15 septembre 2018
— Je croyais avoir été clair la dernière fois. Ma cliente est fatiguée. La presse ne cesse de harceler sa famille, il me semble qu'elle mérite qu'on la laisse tranquille !
L'avocat de Sophie-Augusta Tremelling s'apprêtait à refermer la porte de la demeure de la veuve de Hugh mais Nathan l'en empêcha en la bloquant avec sa jambe :
— Maître...comme je viens de vous le dire, Madame Tremelling n'est pas suspectée de la mort de son mari. Nous avons quelques pistes à explorer et nous souhaitons lui poser quelques questions. Nous pensons qu'elle pourrait avoir connaissance de certains faits sans pour autant en avoir conscience. J'imagine que vous souhaitez voir l'assassin de Hugh Tremelling traduit en justice, n'est-ce pas ? Et vous n'aimeriez pas que certains indices soient laissés de côté ?
Josh approuva en silence. Il travaillait depuis suffisamment de temps avec son équipier pour savoir que ce dernier pouvait se montrer très persuasif. Il sut que Nathan avant remporté la partie lorsque les épaules de l'avocat s'affaissèrent. D'un geste, il les invita à entrer dans la luxueuse demeure que possédait Hugh Tremelling à Mayfair. Il les conduisit dans un salon richement décoré.
Sophie-Augusta ne prit pas la peine de se lever pour les saluer. Elle leur désigna de la main le canapé qui se trouvait face à elle. Josh et Nathan obéirent à son injonction silencieuse sans jamais la quitter du regard. La veuve espérait sans doute les impressionner mais ils avaient connu bien pire dans leur carrière. Cette fois, contrairement à leur première entrevue, ils disposaient de renseignements intéressants. Et ils espéraient que Sophie-Augusta se montre plus loquace.
— Je croyais avoir répondu à toutes vos questions, messieurs, déclara la veuve d'un ton glacial.
— Nous avons obtenu de nouveaux éléments qu'il nous semble important de parcourir avec vous, madame, répondit Josh.
— Je ne suis donc plus considérée comme suspecte ?
— Cela n'a jamais été le cas.
Josh se tourna vers Nathan. Dans leur duo, c'était lui le plus modéré. Il menait généralement les entretiens avec les familles des victimes avec un tact que son collègue ne possédait pas.
Sophie-Augusta Tremelling intercepta leur échange silencieux :
— Eh bien ? Quels sont ces éléments ? s'impatienta-t-elle.
— Je suis au regret de vous annoncer que votre mari faisait appel aux services d'un club d'escorts-girls. Nous savons à présent qu'il a passé la soirée en compagnie d'une jeune femme avant d'être agressé à Whitechapel.

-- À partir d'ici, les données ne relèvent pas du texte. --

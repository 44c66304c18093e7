// tests/script_builder.rs

mod common;

use std::path::Path;
use std::sync::Arc;

use common::{ProjectFixture, TestResult, init_tracing, mock_path, mock_project, with_timeout};

use assetflow::dag::{TaskId, TaskRegistry};
use assetflow::engine::Orchestrator;
use assetflow::lint::Severity;
use assetflow::pipeline::{Artifact, Transform};
use assetflow::script::include::{DirectiveKind, parse_directive};
use assetflow::script::lint::{check_script_source, fix_script_source};
use assetflow::script::minify::minify_script;
use assetflow::script::{self, IncludeResolver};

#[test]
fn bundle_inlines_required_files_and_minifies() -> TestResult {
    let project = ProjectFixture::new().with_theme_sources();

    let written = script::build_entry(&project.context())?;

    assert!(written.ends_with("static/js/script.min.js"));
    let js = project.read("static/js/script.min.js");
    let helpers = js.find("var helpers={").ok_or("helpers not inlined")?;
    let init = js.find("function init(){").ok_or("entry body missing")?;
    assert!(helpers < init, "{js}");
    assert!(!js.contains("//="), "directive must be replaced: {js}");
    assert!(js.ends_with("init();\n"), "{js}");
    Ok(())
}

#[test]
fn autofix_rewrites_sources_in_place() -> TestResult {
    let project = ProjectFixture::new()
        .file("src/js/script.js", "var a = 1\nconsole.log(a)   \n")
        .file("src/js/clean.js", "var b = 2;\n");

    let report = script::lint_scripts(&project.context())?;

    assert_eq!(report.files_checked, 2);
    assert_eq!(report.files_fixed.len(), 1);
    assert!(report.files_fixed[0].ends_with("script.js"));
    assert!(report.is_clean(), "{:?}", report.diagnostics);
    assert_eq!(project.read("src/js/script.js"), "var a = 1;\nconsole.log(a);\n");
    assert_eq!(project.read("src/js/clean.js"), "var b = 2;\n");
    Ok(())
}

#[test]
fn unfixable_problems_stay_in_the_report() -> TestResult {
    let project = ProjectFixture::new().file("src/js/script.js", "debugger;\n");

    let report = script::lint_scripts(&project.context())?;

    assert_eq!(report.count("no-debugger"), 1);
    assert_eq!(report.diagnostics[0].severity, Severity::Error);
    assert!(report.files_fixed.is_empty());
    Ok(())
}

#[tokio::test]
async fn js_task_lints_before_bundling() -> TestResult {
    init_tracing();
    let project = ProjectFixture::new().file("src/js/script.js", "var x = 1\n");
    let orchestrator = Orchestrator::new(TaskRegistry::standard()?, Arc::new(project.context()));

    let summary = with_timeout(orchestrator.run_task(TaskId::Js)).await?;

    assert!(summary.is_success(), "{summary:?}");
    assert_eq!(project.read("src/js/script.js"), "var x = 1;\n");
    assert_eq!(project.read("static/js/script.min.js"), "var x=1;\n");
    Ok(())
}

#[test]
fn missing_include_leaves_the_directive_in_place() -> TestResult {
    let (fs, ctx) = mock_project(&[]);
    let resolver = IncludeResolver::new(fs, script::include_paths(&ctx));
    let source = "//= require missing/thing\nvar a = 1;\n";

    let (bundle, unresolved) =
        resolver.expand_source(&mock_path("src/js/script.js"), source)?;

    assert_eq!(bundle, source);
    assert_eq!(unresolved, vec!["missing/thing".to_string()]);
    Ok(())
}

#[test]
fn require_inlines_once_but_include_repeats() -> TestResult {
    let (fs, ctx) = mock_project(&[("src/js/lib/a.js", "A();\n")]);
    let resolver = IncludeResolver::new(fs, script::include_paths(&ctx));
    let entry = mock_path("src/js/script.js");

    let (required, _) =
        resolver.expand_source(&entry, "//= require lib/a\n//= require lib/a\n")?;
    let (included, _) =
        resolver.expand_source(&entry, "//= include lib/a\n//= include lib/a\n")?;

    assert_eq!(required, "A();\n");
    assert_eq!(included, "A();\nA();\n");
    Ok(())
}

#[test]
fn require_tree_inlines_every_script_in_path_order() -> TestResult {
    let (fs, ctx) = mock_project(&[
        ("src/js/parts/b.js", "B();\n"),
        ("src/js/parts/a.js", "A();\n"),
        ("src/js/parts/nested/c.js", "C();\n"),
        ("src/js/parts/readme.txt", "not a script"),
    ]);
    let resolver = IncludeResolver::new(fs, script::include_paths(&ctx));

    let (bundle, _) =
        resolver.expand_source(&mock_path("src/js/script.js"), "//= require_tree parts\n")?;

    assert_eq!(bundle, "A();\nB();\nC();\n");
    Ok(())
}

#[test]
fn includes_fall_back_to_packages_directory() -> TestResult {
    let (fs, ctx) = mock_project(&[(
        "node_modules/jquery/dist/jquery.js",
        "window.jQuery = {};\n",
    )]);
    let resolver = IncludeResolver::new(fs, script::include_paths(&ctx));

    let (bundle, unresolved) = resolver.expand_source(
        &mock_path("src/js/script.js"),
        "//= require jquery/dist/jquery.js\nrun();\n",
    )?;

    assert!(unresolved.is_empty());
    assert_eq!(bundle, "window.jQuery = {};\nrun();\n");
    Ok(())
}

#[test]
fn include_cycle_is_broken_with_a_warning() -> TestResult {
    let (fs, ctx) = mock_project(&[
        ("src/js/a.js", "//= include b\nA();\n"),
        ("src/js/b.js", "//= include a\nB();\n"),
    ]);
    let resolver = IncludeResolver::new(fs, script::include_paths(&ctx));

    let (bundle, _) = resolver.expand_source(&mock_path("src/js/a.js"), "//= include b\nA();\n")?;

    assert_eq!(bundle, "//= include a\nB();\nA();\n");
    Ok(())
}

#[test]
fn directive_parsing() {
    let d = parse_directive("//= require_tree ./modules").expect("directive");
    assert_eq!(d.kind, DirectiveKind::RequireTree);
    assert_eq!(d.reference, "./modules");

    let quoted = parse_directive("  //= include \"vendor/lib.js\"\r\n").expect("directive");
    assert_eq!(quoted.kind, DirectiveKind::Include);
    assert_eq!(quoted.reference, "vendor/lib.js");

    assert!(parse_directive("// require foo").is_none());
    assert!(parse_directive("var x = 1; //= require foo").is_none());
}

#[test]
fn minifier_keeps_literals_and_banners() {
    let source = "/*! theme v1 */\n// setup\nvar s = \"a  b\";   /* gone */\nvar r = /x  y/g;\nvar t = `  keep\n  me`;\n";

    let out = minify_script(source);

    assert!(out.starts_with("/*! theme v1 */\n"), "{out}");
    assert!(out.contains("var s=\"a  b\";"), "{out}");
    assert!(out.contains("var r=/x  y/g;"), "{out}");
    assert!(out.contains("`  keep\n  me`"), "{out}");
    assert!(!out.contains("setup") && !out.contains("gone"), "{out}");
}

#[test]
fn minifier_keeps_line_breaks_between_statements() {
    let out = minify_script("a = 1\nb = 2\n");
    assert_eq!(out, "a=1\nb=2\n");
}

#[test]
fn minify_step_runs_on_artifacts() -> TestResult {
    let out = script::Minify.apply(Artifact::new("x.js", "if (a) {\n  go();\n}\n"))?;
    assert_eq!(out.text()?, "if(a){\ngo();\n}\n");
    Ok(())
}

#[test]
fn semicolon_rule_skips_continued_expressions() {
    let source = "var total = a +\n  b\nfoo(1,\n  2)\nbar()\nif (x) {\n  y = 3\n}\n";
    let diags = check_script_source(Path::new("x.js"), source);

    let semi_lines: Vec<usize> = diags
        .iter()
        .filter(|d| d.rule == "semi")
        .map(|d| d.line)
        .collect();
    assert_eq!(semi_lines, vec![5, 7], "{diags:?}");
}

#[test]
fn fix_keeps_template_whitespace_and_crlf() {
    let template = "var t = `a   \nb`;\n";
    assert_eq!(fix_script_source(template), template);

    let crlf = "var a = 1\r\nvar b = 2;\r\n";
    assert_eq!(fix_script_source(crlf), "var a = 1;\r\nvar b = 2;\r\n");
}

#[test]
fn fix_adds_missing_final_newline() {
    assert_eq!(fix_script_source("go();"), "go();\n");
    let diags = check_script_source(Path::new("x.js"), "go();");
    assert!(diags.iter().any(|d| d.rule == "eol-last"));
}

#[cfg(unix)]
#[test]
fn configured_transpiler_is_piped_through() -> TestResult {
    let project = ProjectFixture::new()
        .file("src/js/script.js", "var loud = 1;\n")
        .file("assetflow.json", r#"{ "tools": { "transpiler": "tr a-z A-Z" } }"#);

    script::build_entry(&project.context())?;

    assert_eq!(project.read("static/js/script.min.js"), "VAR LOUD=1;\n");
    Ok(())
}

— C'est totalement grotesque ! Mon mari était un homme bien ! protesta la veuve.
— Je regrette, madame. Nous possédons des documents qui le confirment. Cette découverte nous a amené à nous poser plusieurs questions et nous en avons conclus que le meurtrier de votre mari souhaitait le punir. De ses infidélités envers vous ou pour d'autres faits dont nous n'avons pas encore connaissance. Avant toute chose, nous savons que vos enfants peuvent être mis hors de cause. Nous savons qu'ils n'étaient pas à Londres ce jour-là et qu'il était strictement impossible qu'ils puissent revenir à l'heure où votre mari a été agressé. Mais nous sommes convaincus que, sans doute, sans que vous en soyez consciente, vous possédez des informations qui pourraient nous aider. Lors de notre premier entretien, vous nous avez indiqué que votre époux travaillait souvent tard le soir. Et qu'il lui arrivait de se rendre à son bureau en fin de soirée pour des réunions ?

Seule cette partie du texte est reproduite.